::: Dataset records

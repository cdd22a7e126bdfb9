//! Tree-walking interpreter.
//!
//! Values reachable from the activation are borrowed, not cloned; only computed
//! values are owned. Every visited node is charged against a step budget.

use std::borrow::Cow;
use std::cmp::Ordering;

use crate::error::ExprError;
use crate::expr::activation::{entity_field, Activation};
use crate::expr::functions::{self, Builtin};
use crate::expr::parser::{BinaryOp, Expr, Root, UnaryOp};
use crate::value::Value;

type Eval<'a> = Result<Cow<'a, Value>, ExprError>;

pub(crate) struct Interp<'a> {
    act: &'a Activation,
    steps: usize,
    max_steps: usize,
    regex_size_limit: usize,
}

impl<'a> Interp<'a> {
    pub(crate) fn new(act: &'a Activation, max_steps: usize, regex_size_limit: usize) -> Self {
        Self { act, steps: 0, max_steps, regex_size_limit }
    }

    fn charge(&mut self, cost: usize) -> Result<(), ExprError> {
        self.steps = self.steps.saturating_add(cost);
        if self.steps > self.max_steps {
            return Err(ExprError::eval(format!(
                "evaluation step budget of {} exceeded",
                self.max_steps
            )));
        }
        Ok(())
    }

    pub(crate) fn eval(&mut self, expr: &'a Expr) -> Eval<'a> {
        self.charge(1)?;
        match expr {
            Expr::Literal(v) => Ok(Cow::Borrowed(v)),
            Expr::Root(root) => Ok(match root {
                Root::Principal => Cow::Borrowed(&self.act.principal),
                Root::Resource => Cow::Borrowed(&self.act.resource),
                Root::Request => Cow::Owned(self.act.request_value()),
                Root::AuxData => Cow::Borrowed(&self.act.aux_data),
                Root::Now => Cow::Owned(Value::Timestamp(self.act.now)),
            }),
            Expr::List(items) => {
                let mut out = Vec::with_capacity(items.len());
                for item in items {
                    out.push(self.eval(item)?.into_owned());
                }
                Ok(Cow::Owned(Value::List(out)))
            }
            Expr::Select { operand, field } => {
                if let Expr::Root(Root::Request) = operand.as_ref() {
                    return self
                        .act
                        .request_field(field)
                        .map(Cow::Borrowed)
                        .ok_or_else(|| ExprError::eval(format!("no such key: `{field}`")));
                }
                match self.eval(operand)? {
                    Cow::Borrowed(base) if self.act.is_entity(base) => entity_field(base, field)
                        .map(Cow::Borrowed)
                        .ok_or_else(|| ExprError::eval(format!("no such key: `{field}`"))),
                    Cow::Borrowed(base) => select(base, field).map(Cow::Borrowed),
                    Cow::Owned(base) => select(&base, field).map(|v| Cow::Owned(v.clone())),
                }
            }
            Expr::Index { operand, index } => {
                let base = self.eval(operand)?;
                let index = self.eval(index)?;
                match (base, index.as_ref()) {
                    (Cow::Borrowed(base), Value::String(k)) if self.act.is_entity(base) => entity_field(base, k)
                        .map(Cow::Borrowed)
                        .ok_or_else(|| ExprError::eval(format!("no such key: `{k}`"))),
                    (Cow::Borrowed(base), _) => index_into(base, &index).map(Cow::Borrowed),
                    (Cow::Owned(base), _) => index_into(&base, &index).map(|v| Cow::Owned(v.clone())),
                }
            }
            Expr::Has { operand, field } if matches!(operand.as_ref(), Expr::Root(Root::Request)) => {
                Ok(Cow::Owned(Value::Bool(self.act.request_field(field).is_some())))
            }
            Expr::Has { operand, field } => match self.eval(operand)?.as_ref() {
                v if self.act.is_entity(v) => Ok(Cow::Owned(Value::Bool(entity_field(v, field).is_some()))),
                Value::Map(m) => Ok(Cow::Owned(Value::Bool(m.contains_key(field)))),
                Value::Null => Err(ExprError::eval(format!("has(.{field}) on null"))),
                other => Err(ExprError::type_mismatch(format!(
                    "has(.{field}) requires a map, got {}",
                    other.type_name()
                ))),
            },
            Expr::Unary { op, operand } => {
                let v = self.eval(operand)?;
                unary(*op, &v).map(Cow::Owned)
            }
            Expr::Binary { op: BinaryOp::And, left, right } => {
                if !self.eval_bool(left, "&&")? {
                    return Ok(Cow::Owned(Value::Bool(false)));
                }
                self.eval_bool(right, "&&").map(|b| Cow::Owned(Value::Bool(b)))
            }
            Expr::Binary { op: BinaryOp::Or, left, right } => {
                if self.eval_bool(left, "||")? {
                    return Ok(Cow::Owned(Value::Bool(true)));
                }
                self.eval_bool(right, "||").map(|b| Cow::Owned(Value::Bool(b)))
            }
            Expr::Binary { op, left, right } => {
                let l = self.eval(left)?;
                let r = self.eval(right)?;
                if *op == BinaryOp::In {
                    if let Value::List(items) = r.as_ref() {
                        self.charge(items.len())?;
                    }
                }
                binary(*op, &l, &r).map(Cow::Owned)
            }
            Expr::Conditional { cond, then, otherwise } => {
                if self.eval_bool(cond, "?:")? {
                    self.eval(then)
                } else {
                    self.eval(otherwise)
                }
            }
            Expr::Call { func: Builtin::Now, .. } => Ok(Cow::Owned(Value::Timestamp(self.act.now))),
            Expr::Call { func, args } => {
                let mut values = Vec::with_capacity(args.len());
                for arg in args {
                    let v = self.eval(arg)?.into_owned();
                    if let Value::List(items) = &v {
                        self.charge(items.len())?;
                    }
                    values.push(v);
                }
                functions::call(*func, &values, self.regex_size_limit).map(Cow::Owned)
            }
            Expr::MatchesLiteral { target, regex } => match self.eval(target)?.as_ref() {
                Value::String(s) => Ok(Cow::Owned(Value::Bool(regex.is_match(s)))),
                Value::Null => Err(ExprError::eval("matches() applied to null")),
                other => Err(ExprError::type_mismatch(format!(
                    "matches() requires a string, got {}",
                    other.type_name()
                ))),
            },
        }
    }

    fn eval_bool(&mut self, expr: &'a Expr, op: &str) -> Result<bool, ExprError> {
        match self.eval(expr)?.as_ref() {
            Value::Bool(b) => Ok(*b),
            Value::Null => Err(ExprError::eval(format!("`{op}` operand is null"))),
            other => Err(ExprError::type_mismatch(format!(
                "`{op}` requires bool operands, got {}",
                other.type_name()
            ))),
        }
    }
}

fn select<'v>(base: &'v Value, field: &str) -> Result<&'v Value, ExprError> {
    match base {
        Value::Map(m) => m
            .get(field)
            .ok_or_else(|| ExprError::eval(format!("no such key: `{field}`"))),
        Value::Null => Err(ExprError::eval(format!("cannot select `{field}` on null"))),
        other => Err(ExprError::type_mismatch(format!(
            "cannot select `{field}` on {}",
            other.type_name()
        ))),
    }
}

fn index_into<'v>(base: &'v Value, index: &Value) -> Result<&'v Value, ExprError> {
    match (base, index) {
        (Value::List(items), Value::Int(i)) => usize::try_from(*i)
            .ok()
            .and_then(|i| items.get(i))
            .ok_or_else(|| ExprError::eval(format!("index {i} out of range (len {})", items.len()))),
        (Value::Map(m), Value::String(k)) => m
            .get(k)
            .ok_or_else(|| ExprError::eval(format!("no such key: `{k}`"))),
        (Value::Null, _) => Err(ExprError::eval("cannot index null")),
        (b, i) => Err(ExprError::type_mismatch(format!(
            "cannot index {} with {}",
            b.type_name(),
            i.type_name()
        ))),
    }
}

fn unary(op: UnaryOp, v: &Value) -> Result<Value, ExprError> {
    match (op, v) {
        (UnaryOp::Not, Value::Bool(b)) => Ok(Value::Bool(!b)),
        (UnaryOp::Neg, Value::Int(n)) => n
            .checked_neg()
            .map(Value::Int)
            .ok_or_else(|| ExprError::eval("integer overflow")),
        (UnaryOp::Neg, Value::Double(f)) => Ok(Value::Double(-f)),
        (UnaryOp::Neg, Value::Duration(d)) => Ok(Value::Duration(-*d)),
        (_, Value::Null) => Err(ExprError::eval("unary operator applied to null")),
        (UnaryOp::Not, other) => Err(ExprError::type_mismatch(format!(
            "`!` requires bool, got {}",
            other.type_name()
        ))),
        (UnaryOp::Neg, other) => Err(ExprError::type_mismatch(format!(
            "`-` requires a number or duration, got {}",
            other.type_name()
        ))),
    }
}

/// Both operands numeric with at least one double.
fn mixed_numbers(l: &Value, r: &Value) -> Option<(f64, f64)> {
    match (l, r) {
        (Value::Int(_), Value::Int(_)) => None,
        _ => Some((l.as_f64()?, r.as_f64()?)),
    }
}

fn overflow() -> ExprError {
    ExprError::eval("arithmetic overflow")
}

fn mismatch(op: BinaryOp, l: &Value, r: &Value) -> ExprError {
    if l.is_null() || r.is_null() {
        return ExprError::eval(format!("{op:?} applied to null"));
    }
    ExprError::type_mismatch(format!(
        "no overload for {} {op:?} {}",
        l.type_name(),
        r.type_name()
    ))
}

fn compare(l: &Value, r: &Value) -> Option<Ordering> {
    match (l, r) {
        (Value::Int(a), Value::Int(b)) => Some(a.cmp(b)),
        (Value::String(a), Value::String(b)) => Some(a.cmp(b)),
        (Value::Bool(a), Value::Bool(b)) => Some(a.cmp(b)),
        (Value::Timestamp(a), Value::Timestamp(b)) => Some(a.cmp(b)),
        (Value::Duration(a), Value::Duration(b)) => Some(a.cmp(b)),
        _ => {
            let (a, b) = mixed_numbers(l, r)?;
            a.partial_cmp(&b)
        }
    }
}

fn binary(op: BinaryOp, l: &Value, r: &Value) -> Result<Value, ExprError> {
    let b = |x: bool| Ok(Value::Bool(x));
    match op {
        BinaryOp::Eq => b(l == r),
        BinaryOp::Ne => b(l != r),
        BinaryOp::Lt | BinaryOp::Le | BinaryOp::Gt | BinaryOp::Ge => {
            let ord = compare(l, r).ok_or_else(|| mismatch(op, l, r))?;
            b(match op {
                BinaryOp::Lt => ord == Ordering::Less,
                BinaryOp::Le => ord != Ordering::Greater,
                BinaryOp::Gt => ord == Ordering::Greater,
                _ => ord != Ordering::Less,
            })
        }
        BinaryOp::In => match (l, r) {
            (item, Value::List(items)) => b(items.contains(item)),
            (Value::String(k), Value::Map(m)) => b(m.contains_key(k)),
            _ => Err(mismatch(op, l, r)),
        },
        BinaryOp::Add => match (l, r) {
            (Value::Int(a), Value::Int(c)) => a.checked_add(*c).map(Value::Int).ok_or_else(overflow),
            (Value::String(a), Value::String(c)) => Ok(Value::String(format!("{a}{c}"))),
            (Value::List(a), Value::List(c)) => Ok(Value::List(a.iter().chain(c).cloned().collect())),
            (Value::Timestamp(t), Value::Duration(d)) | (Value::Duration(d), Value::Timestamp(t)) => t
                .checked_add_signed(*d)
                .map(Value::Timestamp)
                .ok_or_else(overflow),
            (Value::Duration(a), Value::Duration(c)) => a.checked_add(c).map(Value::Duration).ok_or_else(overflow),
            _ => mixed_numbers(l, r)
                .map(|(a, c)| Value::Double(a + c))
                .ok_or_else(|| mismatch(op, l, r)),
        },
        BinaryOp::Sub => match (l, r) {
            (Value::Int(a), Value::Int(c)) => a.checked_sub(*c).map(Value::Int).ok_or_else(overflow),
            (Value::Timestamp(a), Value::Timestamp(c)) => Ok(Value::Duration(a.signed_duration_since(*c))),
            (Value::Timestamp(t), Value::Duration(d)) => t
                .checked_sub_signed(*d)
                .map(Value::Timestamp)
                .ok_or_else(overflow),
            (Value::Duration(a), Value::Duration(c)) => a.checked_sub(c).map(Value::Duration).ok_or_else(overflow),
            _ => mixed_numbers(l, r)
                .map(|(a, c)| Value::Double(a - c))
                .ok_or_else(|| mismatch(op, l, r)),
        },
        BinaryOp::Mul => match (l, r) {
            (Value::Int(a), Value::Int(c)) => a.checked_mul(*c).map(Value::Int).ok_or_else(overflow),
            _ => mixed_numbers(l, r)
                .map(|(a, c)| Value::Double(a * c))
                .ok_or_else(|| mismatch(op, l, r)),
        },
        BinaryOp::Div => match (l, r) {
            (Value::Int(_), Value::Int(0)) => Err(ExprError::eval("division by zero")),
            (Value::Int(a), Value::Int(c)) => a.checked_div(*c).map(Value::Int).ok_or_else(overflow),
            _ => mixed_numbers(l, r)
                .map(|(a, c)| Value::Double(a / c))
                .ok_or_else(|| mismatch(op, l, r)),
        },
        BinaryOp::Rem => match (l, r) {
            (Value::Int(_), Value::Int(0)) => Err(ExprError::eval("modulus by zero")),
            (Value::Int(a), Value::Int(c)) => a.checked_rem(*c).map(Value::Int).ok_or_else(overflow),
            _ => Err(mismatch(op, l, r)),
        },
        BinaryOp::And | BinaryOp::Or => Err(ExprError::unknown("logical operator reached strict evaluation")),
    }
}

::::::

Could you find every line in the records above that has the string "args" and copy it?

            Expr::Call { func, args } => {
                let mut values = Vec::with_capacity(args.len());
                for arg in args {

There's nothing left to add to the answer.